I majored in Broadcast Communication—a technology-driven field. These days to be a competent broadcaster, you must not only be able to perform on air (whether for radio or TV) but also be able to perform off the air (that’s off camera work if you’re on TV).

Most students get into broadcasting thinking about the glamour and power, and maybe even the money of being on air and having a live audience at home. What they fail to realize is that a lot of what you see on TV or hear on the radio is the product of team effort—a team with many functions.

I have always believed that this is something that should have been discussed in school. During my time at the CMC, yes, productions for radio or TV were emphasized to be team efforts. Yet it must be pointed out that that we had very cursory training in the skills that were required to make being a member of such a team a much more fulfilling experience.

For example: for our basic radio and TV production classes, we trained on obsolete equipment. I mean in 2001, who was using non-computerized broadcast equipment? While knowing the basics of non-computerized broadcast equipment is good, the reality is that students, upon entering the workplace after graduation, have to learn a new set of skills—when what they learned in school should be something they should just be supplementing when they get to the workplace.

Another point: Audio and video editing is a basic skill all broadcasters should have because practically everything that goes on air whether on radio or TV goes through some sort of audio-video editing—that’s splicing sound bites and images for you non broadcast majors—in order to make a cohesive piece. During my time, basic audio-video editing was just an elective.

To make matters worse, THAT elective was taught using obsolete editing equipment nobody even uses anymore. Today, audio video editing is done on Avid, or final cut, computers. Back then we were taught with linear editing machines where tapes are manually and literally spliced and recorded over. These days networks and media companies are already going digital and going into tapeless workflows.

The mechanics of digital audio video productions were also something we just learned in our companies when this is a basic skill all broadcasters should have.

But enough about the technical side of it. Let’s go into the policy and philosophical side of mass media education.

Ethics for one. Mass media ethics is actually universal—same principles apply regardless of whether you’re in movie production, broadcasting, print journalism, research or new media like the Internet. And yet what we got in the broadcast communication curriculum—compared to what CMC journalism majors were getting—didn’t reflect the ethical dilemmas that mass media practitioners face every day. There were very cursory discussions (read: just one subject, one semester in four years) on ethical situations in the workplace that sometimes span years before being solved. Bribery? Do you know there are many ways to go about bribery in the media and to make it appear that you’re not being bribed when you are actually being bribed—if you think about the real intent of why you’re being given what you’re being given?

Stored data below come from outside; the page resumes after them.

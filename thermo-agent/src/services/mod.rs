mod command_dispatcher;
mod reporting_service;

pub use command_dispatcher::*;
pub use reporting_service::*;
#![cfg_attr(not(feature = "std"), no_std)]

extern crate alloc;

#[cfg(feature = "std")]
extern crate std;

pub mod models;
pub mod uuid;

You’d be surprised if you ask how today’s practicing journalists have twisted and contorted the principles of mass media ethics to excuse their benefiting from perks and privileges. Many of them are either unaware or simply ignore both the letter and the spirit of the ethical principle in favor of the convenience that the letter of the law, so to speak, offers. The ethical training during my time as a broadcast communication major was certainly not enough to build us good, working moral compasses. The ethical principles taught were more on the general rather than the cognitive side of the actual ethical dilemmas that confront journalists daily.

Take broadcast journalism education for another example. In my time, mass communication students got two journalism subjects but only one was mandatory—Journalism 101, which as the name suggests is more about the basics of journalism in general—which is basically more print than broadcast oriented. The other journalism subject, Broadcast Journalism 133, was an elective. And again, to make things worse, neither course, while giving us the basics, addressed questions on, for example, how do you build a proper newscast, one that doesn’t cause undue alarm with both what the news is about and how you say the news? How do you build a proper documentary, a proper field report?

There was not a single course on beat reporting, and on doing special reports, field camerawork and building up a network of sources. What are the acceptable and unacceptable practices?

The new media should be a course—nah, a major by itself. Considering that the Internet has become as pervasive as traditional media, it also deserves its own field of study. Furthermore, the study of new media should factor in the convergence strategies of most media content providers.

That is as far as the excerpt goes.